• 1
• 2
• 3
• 4

Alexandros Spyros Botsaris

Abstract

Despite all recent advances, collateral and adverse effects to drugs are still one of the biggest causes of discomfort provoked by iatrogeny in modern medicine. There is no yet efficient and cheap method developed to totally avoid them. Therefore we suggest to consider the use of Dermatoglyphics as it is a scientific study of hand lines that have been used in the identification of genetic tendencies for some conditions. The study of fingerprints, which is a part of dermatoglyphic evaluation, reveals five main groups of design and orientation of hand lines: plain arch, tented arch, radial loop, ulnar loop, and whorl. We propose that these five groups represent five clusters of similarities in physiological behavior, and that the five clusters will show different patterns of tolerance and response to most drugs used in medicine. When developed, this knowledge could be used to identify subjects prone to collateral and adverse effects to drugs and consequently prevent them.

 

Introduction

Adverse effects to drugs are one of the major causes of iatrogeny in present days, and medical science dreams of personal prescription that brings only benefits with no risk (1). The main proposal in medical science to solve this problem is developing more the knowledge about pharmacogenomics (2). Unfortunately, for applying pharmacogenomics in current drug prescription, a bigger knowledge about functions of human genome as well as mapping genes of all patients, are needed, which are goals still distant. Dermatoglyphic, a scientific study of the design of hand lines, although not widespread technique of diagnosis, has shown to reveal genetic tendency for many diseases (3).

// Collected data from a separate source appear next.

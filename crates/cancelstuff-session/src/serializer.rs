//! Per-session FIFO execution.
//!
//! The assistant keeps its conversation state inside the session directory,
//! so two calls against the same session must never overlap. Each session id
//! maps to a *tail*: a shared future that completes once every unit of work
//! submitted so far has settled. Enqueueing swaps in a new tail that waits
//! for the old one and then for the new unit.

use cancelstuff_core::{CancelError, CancelResult};
use futures_util::future::{BoxFuture, FutureExt, Shared};
use parking_lot::Mutex;
use std::collections::HashMap;
use std::future::Future;
use std::time::Duration;
use tokio::sync::oneshot;
use tracing::{debug, warn};
use uuid::Uuid;

type Tail = Shared<BoxFuture<'static, ()>>;

/// Default bound on a single unit of work.
pub const DEFAULT_TASK_TIMEOUT: Duration = Duration::from_secs(120);

/// Guarantees at most one in-flight unit of work per session.
pub struct RequestSerializer {
    tails: Mutex<HashMap<Uuid, Tail>>,
    task_timeout: Duration,
}

impl RequestSerializer {
    pub fn new(task_timeout: Duration) -> Self {
        Self {
            tails: Mutex::new(HashMap::new()),
            task_timeout,
        }
    }

    pub fn task_timeout(&self) -> Duration {
        self.task_timeout
    }

    /// Queue `task` behind everything already submitted for `session_id`.
    ///
    /// The queue position is taken when this is called, not when the returned
    /// future is first polled. The task runs on its own tokio task, so
    /// dropping the returned future does not cancel it. A task that exceeds
    /// the timeout is dropped (killing any child process it owns) and its
    /// waiter gets [`CancelError::Timeout`]. Errors, panics and timeouts are
    /// delivered only to this task's waiter; the next task starts regardless.
    pub fn enqueue<F, Fut, T>(
        &self,
        session_id: Uuid,
        task: F,
    ) -> impl Future<Output = CancelResult<T>> + Send + 'static
    where
        F: FnOnce() -> Fut + Send + 'static,
        Fut: Future<Output = CancelResult<T>> + Send + 'static,
        T: Send + 'static,
    {
        let (done_tx, done_rx) = oneshot::channel::<()>();
        let previous = self.push_tail(session_id, done_rx);
        let timeout = self.task_timeout;

        let handle = tokio::spawn(async move {
            if let Some(previous) = previous {
                previous.await;
            }
            // Dropped when this block exits, including on panic.
            let _done = done_tx;

            debug!(session_id = %session_id, "Serialized task started");
            match tokio::time::timeout(timeout, task()).await {
                Ok(result) => result,
                Err(_) => {
                    warn!(
                        session_id = %session_id,
                        timeout_secs = timeout.as_secs(),
                        "Serialized task timed out"
                    );
                    Err(CancelError::Timeout(timeout))
                }
            }
        });

        async move {
            handle
                .await
                .map_err(|e| CancelError::Task(format!("queued task failed: {e}")))?
        }
    }

    /// Wait until every task submitted for `session_id` has settled, then
    /// forget the session's tail.
    ///
    /// If more work is queued while waiting, waits for that too.
    pub async fn drain(&self, session_id: Uuid) {
        while let Some(tail) = self.tail(session_id) {
            tail.clone().await;
            if self.remove_if_current(session_id, &tail) {
                debug!(session_id = %session_id, "Serializer queue drained");
                return;
            }
        }
    }

    /// Number of sessions with a retained tail entry.
    pub fn tracked_sessions(&self) -> usize {
        self.tails.lock().len()
    }

    fn push_tail(&self, session_id: Uuid, done: oneshot::Receiver<()>) -> Option<Tail> {
        let mut tails = self.tails.lock();
        let previous = tails.get(&session_id).cloned();
        let chained = previous.clone();
        let tail = async move {
            if let Some(chained) = chained {
                chained.await;
            }
            let _ = done.await;
        }
        .boxed()
        .shared();
        tails.insert(session_id, tail);
        previous
    }

    fn tail(&self, session_id: Uuid) -> Option<Tail> {
        self.tails.lock().get(&session_id).cloned()
    }

    /// Returns `true` when there is nothing left to wait for.
    fn remove_if_current(&self, session_id: Uuid, tail: &Tail) -> bool {
        let mut tails = self.tails.lock();
        match tails.get(&session_id).map(|current| current.ptr_eq(tail)) {
            Some(true) => {
                tails.remove(&session_id);
                true
            }
            Some(false) => false,
            None => true,
        }
    }
}

impl Default for RequestSerializer {
    fn default() -> Self {
        Self::new(DEFAULT_TASK_TIMEOUT)
    }
}
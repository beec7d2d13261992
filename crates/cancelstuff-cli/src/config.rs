//! `cancelstuff.toml` loading.
//!
//! Every section and key is optional; a missing file yields the defaults.

use cancelstuff_core::{CancelError, CancelResult};
use serde::Deserialize;
use std::path::{Path, PathBuf};
use std::time::Duration;

#[derive(Debug, Clone, Default, Deserialize)]
#[serde(default)]
pub struct AppConfig {
    pub server: ServerConfig,
    pub sessions: SessionsConfig,
    pub assistant: AssistantConfig,
}

#[derive(Debug, Clone, Deserialize)]
#[serde(default)]
pub struct ServerConfig {
    pub host: String,
    pub port: u16,
    pub max_upload_bytes: usize,
}

impl Default for ServerConfig {
    fn default() -> Self {
        Self {
            host: "127.0.0.1".to_string(),
            port: 3847,
            max_upload_bytes: cancelstuff_gateway::DEFAULT_MAX_UPLOAD_BYTES,
        }
    }
}

#[derive(Debug, Clone, Deserialize)]
#[serde(default)]
pub struct SessionsConfig {
    /// Parent of all session directories; the system temp dir when unset.
    pub temp_root: Option<PathBuf>,
    pub dir_prefix: String,
    /// Copied into every new session directory if it exists.
    pub template_dir: PathBuf,
    pub max_idle_secs: u64,
    pub sweep_interval_secs: u64,
}

impl Default for SessionsConfig {
    fn default() -> Self {
        Self {
            temp_root: None,
            dir_prefix: "jfc".to_string(),
            template_dir: PathBuf::from("skill-files"),
            max_idle_secs: 30 * 60,
            sweep_interval_secs: 10 * 60,
        }
    }
}

impl SessionsConfig {
    pub fn temp_root(&self) -> PathBuf {
        self.temp_root.clone().unwrap_or_else(std::env::temp_dir)
    }

    pub fn max_idle(&self) -> Duration {
        Duration::from_secs(self.max_idle_secs)
    }

    pub fn sweep_interval(&self) -> Duration {
        Duration::from_secs(self.sweep_interval_secs)
    }
}

#[derive(Debug, Clone, Deserialize)]
#[serde(default)]
pub struct AssistantConfig {
    pub command: String,
    pub timeout_secs: u64,
}

impl Default for AssistantConfig {
    fn default() -> Self {
        Self {
            command: "claude".to_string(),
            timeout_secs: 120,
        }
    }
}

impl AssistantConfig {
    pub fn timeout(&self) -> Duration {
        Duration::from_secs(self.timeout_secs)
    }
}

impl AppConfig {
    /// Read `path`, falling back to defaults when it does not exist.
    pub fn load(path: &Path) -> CancelResult<Self> {
        let content = match std::fs::read_to_string(path) {
            Ok(content) => content,
            Err(e) if e.kind() == std::io::ErrorKind::NotFound => {
                tracing::debug!(path = %path.display(), "No config file, using defaults");
                return Ok(Self::default());
            }
            Err(e) => {
                return Err(CancelError::Config(format!(
                    "Failed to read config '{}': {}",
                    path.display(),
                    e
                )))
            }
        };
        Self::parse(&content).map_err(|e| {
            CancelError::Config(format!("Failed to parse config '{}': {}", path.display(), e))
        })
    }

    pub fn parse(content: &str) -> Result<Self, toml::de::Error> {
        toml::from_str(content)
    }

    /// Apply a `PORT` value from the environment, if any.
    pub fn apply_port_override(&mut self, port: Option<String>) -> CancelResult<()> {
        let Some(raw) = port else {
            return Ok(());
        };
        self.server.port = raw
            .trim()
            .parse()
            .map_err(|_| CancelError::Config(format!("Invalid PORT value '{raw}'")))?;
        Ok(())
    }

    pub fn validate(&self) -> CancelResult<()> {
        if self.sessions.dir_prefix.is_empty()
            || !self
                .sessions
                .dir_prefix
                .chars()
                .all(|c| c.is_ascii_alphanumeric() || c == '-' || c == '_')
        {
            return Err(CancelError::Config(format!(
                "sessions.dir_prefix must be non-empty and alphanumeric, got '{}'",
                self.sessions.dir_prefix
            )));
        }
        if self.assistant.timeout_secs == 0 {
            return Err(CancelError::Config("assistant.timeout_secs must be positive".into()));
        }
        if self.sessions.sweep_interval_secs == 0 {
            return Err(CancelError::Config(
                "sessions.sweep_interval_secs must be positive".into(),
            ));
        }
        Ok(())
    }
}
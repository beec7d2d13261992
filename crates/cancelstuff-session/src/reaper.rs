use crate::store::SessionStore;
use std::sync::Arc;
use std::time::Duration;
use tokio::sync::oneshot;
use tokio::task::JoinHandle;
use tracing::{debug, info};

/// Default time between sweeps.
pub const DEFAULT_SWEEP_INTERVAL: Duration = Duration::from_secs(10 * 60);
/// Default idle time after which a session is reaped.
pub const DEFAULT_MAX_IDLE: Duration = Duration::from_secs(30 * 60);

/// Background sweep that destroys sessions idle beyond a threshold.
pub struct Reaper;

impl Reaper {
    /// Start sweeping `store` every `interval`.
    ///
    /// The first sweep happens one full interval after start.
    pub fn spawn(store: Arc<SessionStore>, interval: Duration, max_idle: Duration) -> ReaperHandle {
        let (shutdown_tx, mut shutdown_rx) = oneshot::channel::<()>();
        let task = tokio::spawn(async move {
            let mut timer = tokio::time::interval_at(tokio::time::Instant::now() + interval, interval);
            timer.set_missed_tick_behavior(tokio::time::MissedTickBehavior::Delay);
            info!(
                interval_secs = interval.as_secs(),
                max_idle_secs = max_idle.as_secs(),
                "Session reaper started"
            );
            loop {
                tokio::select! {
                    _ = timer.tick() => {
                        let reaped = store.sweep(max_idle).await;
                        debug!(reaped = reaped.len(), live = store.len(), "Sweep finished");
                    }
                    _ = &mut shutdown_rx => break,
                }
            }
            info!("Session reaper stopped");
        });
        ReaperHandle {
            shutdown: Some(shutdown_tx),
            task,
        }
    }
}

/// Stops the reaper when asked to, or when dropped.
pub struct ReaperHandle {
    shutdown: Option<oneshot::Sender<()>>,
    task: JoinHandle<()>,
}

impl ReaperHandle {
    /// Stop the reaper and wait for an in-progress sweep to finish.
    pub async fn shutdown(mut self) {
        if let Some(tx) = self.shutdown.take() {
            let _ = tx.send(());
        }
        let _ = (&mut self.task).await;
    }
}

impl Drop for ReaperHandle {
    fn drop(&mut self) {
        if self.shutdown.is_some() {
            self.task.abort();
        }
    }
}
mod config;

use anyhow::Context;
use cancelstuff_assistant::ClaudeCli;
use cancelstuff_gateway::{AuditService, GatewayServer};
use cancelstuff_session::{
    skill_dest, sync_template, Reaper, RequestSerializer, SessionStore, SessionSummary, Workspace,
};
use clap::{Parser, Subcommand};
use serde::Deserialize;
use config::AppConfig;
use std::path::PathBuf;
use std::sync::Arc;
use std::time::Duration;
use tokio::signal;
use tracing::{error, info, warn};
use tracing_subscriber::EnvFilter;

/// Grace on top of the assistant timeout so the process timeout reports first.
const SERIALIZER_GRACE: Duration = Duration::from_secs(5);

#[derive(Parser)]
#[command(name = "cancelstuff", version, about = "Local subscription audit, powered by Claude Code")]
struct Cli {
    /// Path to config file
    #[arg(short, long, default_value = "cancelstuff.toml", global = true)]
    config: PathBuf,

    /// Emit logs as JSON lines
    #[arg(long, global = true)]
    json_logs: bool,

    #[command(subcommand)]
    command: Commands,
}

#[derive(Subcommand)]
enum Commands {
    /// Start the web server
    Serve {
        /// Host to bind to (overrides config)
        #[arg(long)]
        host: Option<String>,
        /// Port to listen on (overrides config and PORT)
        #[arg(short, long)]
        port: Option<u16>,
        /// Start even if the assistant binary cannot be found
        #[arg(long)]
        skip_check: bool,
    },
    /// Check that the assistant binary is installed
    Check,
    /// Refresh the skill template copied into every session
    SyncSkills {
        /// Directory to copy from
        #[arg(long)]
        source: PathBuf,
        /// Directory to copy into (defaults to <sessions.template_dir>/.claude/skills/<source name>)
        #[arg(long)]
        dest: Option<PathBuf>,
    },
    /// List the live sessions of a running server
    Sessions {
        /// Server base URL (defaults to the configured host and port)
        #[arg(long)]
        url: Option<String>,
    },
}

fn init_tracing(json: bool) {
    let filter = EnvFilter::try_from_default_env().unwrap_or_else(|_| EnvFilter::new("info"));
    let builder = tracing_subscriber::fmt().with_env_filter(filter);
    if json {
        builder.json().init();
    } else {
        builder.init();
    }
}

#[tokio::main]
async fn main() -> anyhow::Result<()> {
    let cli = Cli::parse();
    let dotenv = dotenvy::dotenv();
    init_tracing(cli.json_logs);
    if let Ok(path) = dotenv {
        info!(path = %path.display(), "Loaded environment file");
    }

    let mut config = AppConfig::load(&cli.config)?;
    config.apply_port_override(std::env::var("PORT").ok())?;
    config.validate()?;

    let assistant = ClaudeCli::new(config.assistant.command.clone())
        .with_timeout(config.assistant.timeout());

    match cli.command {
        Commands::Serve {
            host,
            port,
            skip_check,
        } => {
            if !skip_check && !assistant.check_installed().await {
                print_install_help(assistant.program());
                anyhow::bail!("'{}' is not available", assistant.program());
            }
            let host = host.unwrap_or_else(|| config.server.host.clone());
            let port = port.unwrap_or(config.server.port);
            serve(config, assistant, host, port).await?;
        }
        Commands::Check => {
            if assistant.check_installed().await {
                println!("✓ '{}' is installed", assistant.program());
                println!("  If requests fail with an auth error, run `claude` once to log in.");
            } else {
                print_install_help(assistant.program());
                anyhow::bail!("'{}' is not available", assistant.program());
            }
        }
        Commands::SyncSkills { source, dest } => {
            let dest = match dest {
                Some(dest) => dest,
                None => skill_dest(&config.sessions.template_dir, &source)?,
            };
            let copied = sync_template(&source, &dest).await?;
            println!("Synced {} file(s) into {}:", copied.len(), dest.display());
            for path in &copied {
                println!("  {}", path.display());
            }
        }
        Commands::Sessions { url } => {
            let base = url.unwrap_or_else(|| {
                format!("http://{}:{}", config.server.host, config.server.port)
            });
            let sessions = fetch_sessions(&base).await?;
            print!("{}", render_sessions(&sessions));
        }
    }

    Ok(())
}

async fn serve(
    config: AppConfig,
    assistant: ClaudeCli,
    host: String,
    port: u16,
) -> anyhow::Result<()> {
    let temp_root = config.sessions.temp_root();
    let mut workspace = Workspace::new(&temp_root, config.sessions.dir_prefix.clone());
    if config.sessions.template_dir.is_dir() {
        workspace = workspace.with_template(&config.sessions.template_dir);
    } else {
        warn!(
            template = %config.sessions.template_dir.display(),
            "Skill template not found, sessions start empty"
        );
    }

    let serializer = RequestSerializer::new(config.assistant.timeout() + SERIALIZER_GRACE);
    let store = Arc::new(SessionStore::new(workspace, serializer));
    let reaper = Reaper::spawn(
        store.clone(),
        config.sessions.sweep_interval(),
        config.sessions.max_idle(),
    );

    let service = Arc::new(AuditService::new(store.clone(), Arc::new(assistant)));
    let app = GatewayServer::build_with_upload_limit(service, config.server.max_upload_bytes);

    let addr = format!("{host}:{port}");
    let listener = tokio::net::TcpListener::bind(&addr)
        .await
        .with_context(|| format!("Failed to bind {addr}"))?;
    info!(
        addr = %addr,
        temp_root = %temp_root.display(),
        max_idle_secs = config.sessions.max_idle_secs,
        "cancelstuff listening"
    );
    println!("cancelstuff running at http://{addr}");

    let served = axum::serve(listener, app)
        .with_graceful_shutdown(shutdown_signal())
        .await;

    reaper.shutdown().await;
    let destroyed = store.destroy_all().await;
    info!(destroyed, "Shutdown complete");

    served.context("Server error")
}

#[derive(Deserialize)]
struct HealthBody {
    sessions: Vec<SessionSummary>,
}

async fn fetch_sessions(base: &str) -> anyhow::Result<Vec<SessionSummary>> {
    let url = format!("{}/api/health", base.trim_end_matches('/'));
    let body: HealthBody = reqwest::get(&url)
        .await
        .with_context(|| format!("Is cancelstuff running? Could not reach {url}"))?
        .error_for_status()?
        .json()
        .await
        .context("Unexpected health response")?;
    Ok(body.sessions)
}

fn render_sessions(sessions: &[SessionSummary]) -> String {
    if sessions.is_empty() {
        return "No live sessions.\n".to_string();
    }
    let mut out = format!("{:<36}  {:<12}  {:>8}\n", "ID", "STATE", "AGE");
    for s in sessions {
        out.push_str(&format!("{:<36}  {:<12}  {:>7}s\n", s.id.to_string(), s.state.to_string(), s.age_secs));
    }
    out.push_str(&format!("\nTotal: {} session(s)\n", sessions.len()));
    out
}

fn print_install_help(program: &str) {
    eprintln!("✗ Claude Code CLI not found ('{program}')");
    eprintln!();
    eprintln!("Install it with:");
    eprintln!("  npm install -g @anthropic-ai/claude-code");
    eprintln!();
    eprintln!("Then log in once by running:");
    eprintln!("  claude");
}

async fn shutdown_signal() {
    let ctrl_c = async {
        if let Err(e) = signal::ctrl_c().await {
            error!(error = %e, "Failed to listen for Ctrl+C");
            std::future::pending::<()>().await;
        }
    };

    #[cfg(unix)]
    let terminate = async {
        match signal::unix::signal(signal::unix::SignalKind::terminate()) {
            Ok(mut sig) => {
                sig.recv().await;
            }
            Err(e) => {
                error!(error = %e, "Failed to listen for SIGTERM");
                std::future::pending::<()>().await;
            }
        }
    };

    #[cfg(not(unix))]
    let terminate = std::future::pending::<()>();

    tokio::select! {
        _ = ctrl_c => {},
        _ = terminate => {},
    }
    info!("Shutdown signal received");
}
//! HTTP front-end for cancelstuff audits.
//!
//! [`AuditService`] holds the audit flow (start, chat, report, end) on top of
//! the session store. [`GatewayServer`] exposes it as a small JSON API.

pub mod error;
pub mod prompts;
pub mod server;
pub mod service;

pub use error::ApiError;
pub use server::{GatewayServer, DEFAULT_MAX_UPLOAD_BYTES};
pub use service::{AuditService, ChatOutcome, ReportOutcome, StartOutcome};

In this article, we show that the study of hand lines reveal main groups and subgroups of patterns that have a great possibility of represent clusters of patients with distinct reaction to drug effect. The identification of clusters with different pattern of response to drugs could allow us to prevent adverse effects and adjust prescription to individual characteristics.

 

Background

The use of the fingerprint to identify the individuals and also for crime prosecution was developed by an English judge in India, Sir Edward Richard Henry. He came to this solution with the help of two Indian doctors (Haque and Bose), that told him about the individuality and specificity of fingerprints. With this discovery Henry was designed as chief of the Scotland Yard and his method became used worldwide, and it is still used nowadays (4). In many oriental medicines, we can find the examination of hand lines for the diagnosis of biotypes which, in general, correspond to five main ones (5).

To develop his methodology of study of digital and hand lines, Henry used a mathematical model of analysis of directional images, and probabilistic evaluation of line orientation, proposed by the French mathematician Henri Poincarré. After applying this methodology, he could describe five main groups of arrangement of finger and hand lines which are: plain arch, tented arch, radial loop, ulnar loop, and whorl, which are observed in more than 95% of individuals (6). Besides the five main groups, there are some rare mixed dispositions like double loop, arch with loop, arch with whorl (Peacock’s eye), etc (6).

Henry developed his methodology in the end of the XIX century, but this knowledge remained limited to personal criminal identification for more than 50 years. Charles Darwin asked his cousin Sir Francis Dalton to study the biological significance of fingerprints, in the beginning of the XX century, but no further knowledge could be developed by this time. Even though Dalton created the word and the concept of biometry, a science focused in measuring and describing specific characteristics of human beings, which is used in many fields, as in sport medicine (4), for example.

The word “Dermatoglyphics” was created by Harold Cummins, a professor of anatomy in the University of Oklahoma. He began to propose a methodology to describe hand lines and fingerprints, and showed that they could be important in the diagnosis of some conditions. Cummins created the word assembling “dermato” from skin with “glyphics” which means sculpture. Cummings´ work remained in the shadow till the pediatrician Sarah Holt made a revision on the theme and showed its importance in fast and simple diagnosis of trissomies e genetic conditions in newborns, in the seventies (3). Since then over 750 studies on this theme have been published, most of them revealing specific dermatoglyphic patterns in different diseases.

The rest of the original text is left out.